Exercise:
Set down exactly the lines below, starting at the one that contains "pub const KILL_SETTLE_MS: u64 = 50;" and ending at the one that contains "pub const HEARTBEAT_SECRET_LEN: usize = 32;", with both of those lines included and nothing else.

[Opening Information given section]

//! Centralized defaults and limits.
//!
//! All magic numbers live here with their rationale, so tuning does not
//! require a code search and the timing contract of the supervisor stays
//! auditable in one place.

// =============================================================================
// Logger
// =============================================================================

/// Maximum log file size before rotation (20 MiB).
pub const DEFAULT_MAX_FILE_SIZE: u64 = 20 * 1024 * 1024;

/// Maximum time a queued log line may wait before the writer flushes it.
pub const DEFAULT_MAX_WRITE_DELAY_MS: u64 = 500;

/// Rotated files kept by default. 0 means unlimited.
pub const DEFAULT_MAX_OLD_FILES: usize = 0;

// =============================================================================
// Email plugin
// =============================================================================

/// Maximum batch age before an email flush (seconds).
pub const DEFAULT_EMAIL_MAX_DELAY_SECS: u64 = 300;

/// Maximum batch size before an email flush.
pub const DEFAULT_EMAIL_MAX_LOGS: usize = 1000;

/// SMTP delivery timeout used while the process is shutting down.
/// Short enough that service stop stays responsive.
pub const DEFAULT_EMAIL_TIMEOUT_ON_SHUTDOWN_MS: u64 = 3000;

/// Default SMTP delivery timeout during normal operation.
pub const DEFAULT_SMTP_TIMEOUT_MS: u64 = 120_000;

/// Lines whose location prefix contains this marker never enter an email
/// batch, otherwise a delivery failure would feed its own error report.
/// The marker is the SMTP sender's type name, which every one of its log
/// lines carries in the location prefix.
pub const SMTP_LOG_MARKER: &str = "SmtpMailer";

// =============================================================================
// Supervisor timing
// =============================================================================

/// Grace window between the shutdown signal and forced termination.
pub const DEFAULT_SHUTDOWN_TIME_MS: u64 = 10_000;

/// Pause between child generations.
pub const DEFAULT_RESTART_DELAY_MS: u64 = 5000;

/// Monitor loop poll interval. Heartbeat expiry and the kill deadline are
/// detected within one of these.
pub const MONITOR_POLL_MS: u64 = 200;

/// Settling wait right after spawning a child, before monitoring starts.
pub const POST_SPAWN_WAIT_MS: u64 = 250;

/// Poll interval of the idle loop entered when the configuration is unusable.
pub const IDLE_POLL_MS: u64 = 1000;

/// Wait after a forced kill before the child handle is released.
pub const KILL_SETTLE_MS: u64 = 50;

// =============================================================================
// Heartbeat
// =============================================================================

/// Length of the per-generation heartbeat secret.
pub const HEARTBEAT_SECRET_LEN: usize = 32;

/// Receive buffer for heartbeat datagrams. Valid pings are far smaller;
/// anything larger is junk by definition.
pub const HEARTBEAT_RECV_BUFFER: usize = 1024;

/// Environment variable carrying the heartbeat UDP port.
pub const ENV_WATCHDOG_PORT: &str = "WATCHDOG_PORT";

/// Environment variable carrying the heartbeat secret.
pub const ENV_WATCHDOG_SECRET: &str = "WATCHDOG_SECRET";

/// Environment variable naming the shutdown handshake artifact.
pub const ENV_SHUTDOWN_EVENT: &str = "SHUTDOWN_EVENT";

// =============================================================================
// Crypto
// =============================================================================

/// PBKDF2-HMAC-SHA256 iteration count, fixed for compatibility with
/// `openssl enc -aes-256-cbc -pbkdf2 -nosalt`.
pub const PBKDF2_ITERATIONS: u32 = 10_000;

/// Derived material: 32-byte AES-256 key followed by a 16-byte IV.
pub const DERIVED_KEY_IV_LEN: usize = 48;

/// Minimum number of usable bytes in a password file.
pub const MIN_PASSWORD_FILE_LEN: usize = 12;

/// Compiled-in fallback password. A deployment placeholder, not a secret:
/// real installations point `cryptoTools.passwordFile` at local key material.
pub const DEFAULT_CRYPTO_PASSWORD: &str = "warden-placeholder-password";

// =============================================================================
// Configuration sections
// =============================================================================

/// Logger configuration section.
pub const SECTION_LOG: &str = "log";

/// Email plugin parent section; each child key describes one plugin.
pub const SECTION_LOG_EMAIL: &str = "log.email";

/// Supervisor configuration section.
pub const SECTION_SUPERVISOR: &str = "svcWatchDog";

/// Crypto helper configuration section.
pub const SECTION_CRYPTO: &str = "cryptoTools";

[Closing Information given section]

Result of this exercise:
pub const KILL_SETTLE_MS: u64 = 50;

// =============================================================================
// Heartbeat
// =============================================================================

/// Length of the per-generation heartbeat secret.
pub const HEARTBEAT_SECRET_LEN: usize = 32;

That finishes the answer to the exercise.